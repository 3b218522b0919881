//! Device configuration.
//!
//! This module holds the static configuration a device is initialized with:
//!
//! - [`credentials`] - the prioritized list of known networks
//! - [`address`] - static addressing and the device identity route table
//!
//! All of it is plain data, supplied once at startup and immutable for the
//! process lifetime. The state machines in [`crate::network`] borrow it; they
//! never own or mutate it.

mod address;
mod credentials;

pub use address::{
    DeviceId, StaticAddressConfig, DEFAULT_GATEWAY, DEFAULT_SUBNET_MASK, FALLBACK_PEER_ADDRESS,
};
pub use credentials::{
    ConfigError, Credential, CredentialStore, MAX_NAME_LEN, MAX_SECRET_LEN, MIN_SECRET_LEN,
};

TASK STATEMENT: All of the data, from the first line to the last, should be written out exactly.

SOLUTION:
repository 3b218522b0919881
//! Device configuration.
//!
//! This module holds the static configuration a device is initialized with:
//!
//! - [`credentials`] - the prioritized list of known networks
//! - [`address`] - static addressing and the device identity route table
//!
//! All of it is plain data, supplied once at startup and immutable for the
//! process lifetime. The state machines in [`crate::network`] borrow it; they
//! never own or mutate it.

mod address;
mod credentials;

pub use address::{
    DeviceId, StaticAddressConfig, DEFAULT_GATEWAY, DEFAULT_SUBNET_MASK, FALLBACK_PEER_ADDRESS,
};
pub use credentials::{
    ConfigError, Credential, CredentialStore, MAX_NAME_LEN, MAX_SECRET_LEN, MIN_SECRET_LEN,
};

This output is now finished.